5. Swamp Thing: The Anatomy Lesson


Hey, as soon as Moore heard they were Americanizing the title to escape a lawsuit from Marvel Studios, he dropped his name from the ticket. Like he needed an excuse. And after all the trouble the studio went to to disentangle the copyright issues (especially with that twit Todd MacFarlane - he keeps the gross-out horror action figure rights). You know, Neil Gaiman was pretty nice about the movie not using the Andy Warhol robot, but then, he's a bit of a media whore compared to Moore.

Surprised to see Top 10 in the Top 5? You shouldn't be. We have the technology to recreate this world. And if Watchmen proves that money can be spent dutifully recreating the deconstruction of comic book superhero archetypes, then the market can take the massive referential in-joke that is Top 10. Moore takes his name off the project when the studio announces that instead of superhero cops in a city full of superheroes, Top 10 would be about ordinary cops in a city full of ordinary people. Hey, it worked for Wanted.

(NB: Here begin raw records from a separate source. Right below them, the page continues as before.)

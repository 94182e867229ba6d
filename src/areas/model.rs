//! Commit model
//!
//! The model keeps the append-only sequence of loaded entries, the visible
//! sequence derived from it by the filter, and the current selection.
//!
//! ## Invariants
//!
//! - A hash appears at most once in `loaded`
//! - Appending never removes or reorders earlier entries
//! - `visible` is recomputed after every change to `loaded` or the filter
//!
//! Only one batch may be in flight: `begin_batch` closes the gate and every
//! batch outcome reopens it.

use crate::areas::local_changes::{LocalChanges, Side};
use crate::areas::refs::BranchLabels;
use crate::areas::session::Batch;
use crate::artifacts::log::entry::Entry;
use crate::artifacts::log::filter::EntryFilter;
use crate::artifacts::objects::object_id::ObjectId;
use std::collections::HashSet;
use std::sync::Arc;

#[derive(Debug, Clone, Default, PartialEq, Eq)]
pub enum Selection {
    #[default]
    None,
    /// A commit, with the visible row it was last seen at
    Commit { oid: ObjectId, hint: usize },
    Local(Side),
}

impl Selection {
    pub fn oid(&self) -> Option<&ObjectId> {
        match self {
            Selection::Commit { oid, .. } => Some(oid),
            _ => None,
        }
    }
}

/// A row of the history list
#[derive(Debug, Clone, PartialEq, Eq)]
pub enum Row {
    Local(Side),
    Commit(Arc<Entry>),
}

#[derive(Debug, Default)]
pub struct CommitModel {
    loaded: Vec<Arc<Entry>>,
    seen: HashSet<ObjectId>,
    visible: Vec<Arc<Entry>>,
    filter: EntryFilter,
    /// Commits consumed from the scan session, duplicates included
    scanned: usize,
    has_more: bool,
    loading_batch: bool,
    head_name: String,
    labels: BranchLabels,
    selection: Selection,
}

impl CommitModel {
    pub fn new() -> Self {
        Self::default()
    }

    pub fn loaded(&self) -> &[Arc<Entry>] {
        &self.loaded
    }

    pub fn visible(&self) -> &[Arc<Entry>] {
        &self.visible
    }

    pub fn filter(&self) -> &EntryFilter {
        &self.filter
    }

    pub fn scanned(&self) -> usize {
        self.scanned
    }

    pub fn has_more(&self) -> bool {
        self.has_more
    }

    pub fn is_loading(&self) -> bool {
        self.loading_batch
    }

    pub fn head_name(&self) -> &str {
        &self.head_name
    }

    pub fn labels(&self) -> &BranchLabels {
        &self.labels
    }

    pub fn selection(&self) -> &Selection {
        &self.selection
    }

    /// Close the batch gate; `false` when a batch is already in flight
    pub fn begin_batch(&mut self) -> bool {
        if self.loading_batch {
            return false;
        }
        self.loading_batch = true;
        true
    }

    /// Install the first batch of a fresh session
    pub fn replace(&mut self, batch: Batch, labels: BranchLabels) {
        self.loaded.clear();
        self.seen.clear();
        self.scanned = 0;
        self.labels = labels;
        self.append(batch);
    }

    /// Append a batch from the current session, returning how many entries it added
    pub fn append(&mut self, batch: Batch) -> usize {
        self.loading_batch = false;
        self.scanned += batch.entries.len();
        self.has_more = batch.has_more;
        self.head_name = batch.head.display_name();

        let before = self.loaded.len();
        for entry in batch.entries {
            if self.seen.insert(entry.oid().clone()) {
                self.loaded.push(Arc::new(entry));
            }
        }

        self.refilter();
        self.loaded.len() - before
    }

    /// Record a failed batch; loading stops until the next reload
    pub fn fail_batch(&mut self) {
        self.loading_batch = false;
        self.has_more = false;
    }

    /// Drop everything, e.g. when the repository goes away
    pub fn clear(&mut self) {
        let filter = std::mem::take(&mut self.filter);
        *self = CommitModel {
            filter,
            ..CommitModel::default()
        };
    }

    /// Change the filter query, returning whether it changed
    pub fn set_filter(&mut self, query: &str) -> bool {
        let filter = EntryFilter::new(query);
        if filter == self.filter {
            return false;
        }
        self.filter = filter;
        self.refilter();
        true
    }

    fn refilter(&mut self) {
        self.visible = self.filter.apply(&self.loaded);
        self.resolve_selection();
    }

    pub fn position(&self, oid: &ObjectId) -> Option<usize> {
        self.visible.iter().position(|entry| entry.oid() == oid)
    }

    pub fn entry(&self, oid: &ObjectId) -> Option<&Arc<Entry>> {
        self.loaded.iter().find(|entry| entry.oid() == oid)
    }

    /// Loaded entry whose hash starts with `prefix`, if exactly one does
    pub fn find_by_prefix(&self, prefix: &str) -> Option<&Arc<Entry>> {
        let mut matches = self
            .loaded
            .iter()
            .filter(|entry| entry.oid().as_ref().starts_with(prefix));
        let found = matches.next()?;
        matches.next().is_none().then_some(found)
    }

    pub fn select_commit(&mut self, oid: ObjectId) {
        let hint = self.position(&oid).unwrap_or_default();
        self.selection = Selection::Commit { oid, hint };
    }

    pub fn select(&mut self, selection: Selection) {
        match selection {
            Selection::Commit { oid, .. } => self.select_commit(oid),
            other => self.selection = other,
        }
    }

    /// Re-resolve a commit selection against the visible rows
    ///
    /// A vanished hash moves the selection to the row at its clamped hint.
    fn resolve_selection(&mut self) {
        let Selection::Commit { oid, hint } = &self.selection else {
            return;
        };

        self.selection = match self.position(oid) {
            Some(position) => Selection::Commit {
                oid: oid.clone(),
                hint: position,
            },
            None if self.visible.is_empty() => Selection::None,
            None => {
                let position = (*hint).min(self.visible.len() - 1);
                Selection::Commit {
                    oid: self.visible[position].oid().clone(),
                    hint: position,
                }
            }
        };
    }

    /// Drop a pseudo-row selection whose row is gone
    pub fn retain_local_selection(&mut self, local: &LocalChanges) {
        if let Selection::Local(side) = self.selection
            && !local.is_visible(side)
        {
            self.selection = Selection::None;
        }
    }

    /// Whether scrolling to `scroll_fraction` should fetch the next batch
    ///
    /// With a filter active any position past `threshold` loads more.
    /// Unfiltered, the last loaded row must also be on screen, so a full
    /// viewport short of the end never grows the list.
    pub fn should_autoload(&self, scroll_fraction: f64, last_row_visible: bool, threshold: f64) -> bool {
        if !self.has_more || self.loading_batch || scroll_fraction < threshold {
            return false;
        }
        !self.filter.is_blank() || last_row_visible
    }

    /// Pseudo-rows followed by the visible commits
    pub fn rows(&self, local: &LocalChanges) -> Vec<Row> {
        local
            .visible_sides()
            .into_iter()
            .map(Row::Local)
            .chain(self.visible.iter().cloned().map(Row::Commit))
            .collect()
    }
}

Alan Moore's hyper-pulp legacy will have to remain with LXG, because of some disagreement about the blimps or something.
LXG.
Yeah, that's great, Alan.
Talk about an ugly stepchild.

The next Superman movie has to kill the character as imagined by Richard Donner. It has to. Chosen template: This. Gene Hackman with a Brainiac skull grafted to his head. Christopher Reeve act-alike Brandon Routh gold kryptonited into obsolescence. Gilbert Gottfried as the evil Mxyzptlk. And everybody else DIES. In 10 years, we can start fresh without the damn ghost of Donner in the public psyche. Of course, Alan Moore doesn't want to be included, not after Whatever Happened to the Caped Crusader stole his title and turned it into a Sandman: The Wake.
Oh Alan, see what selling out brought you?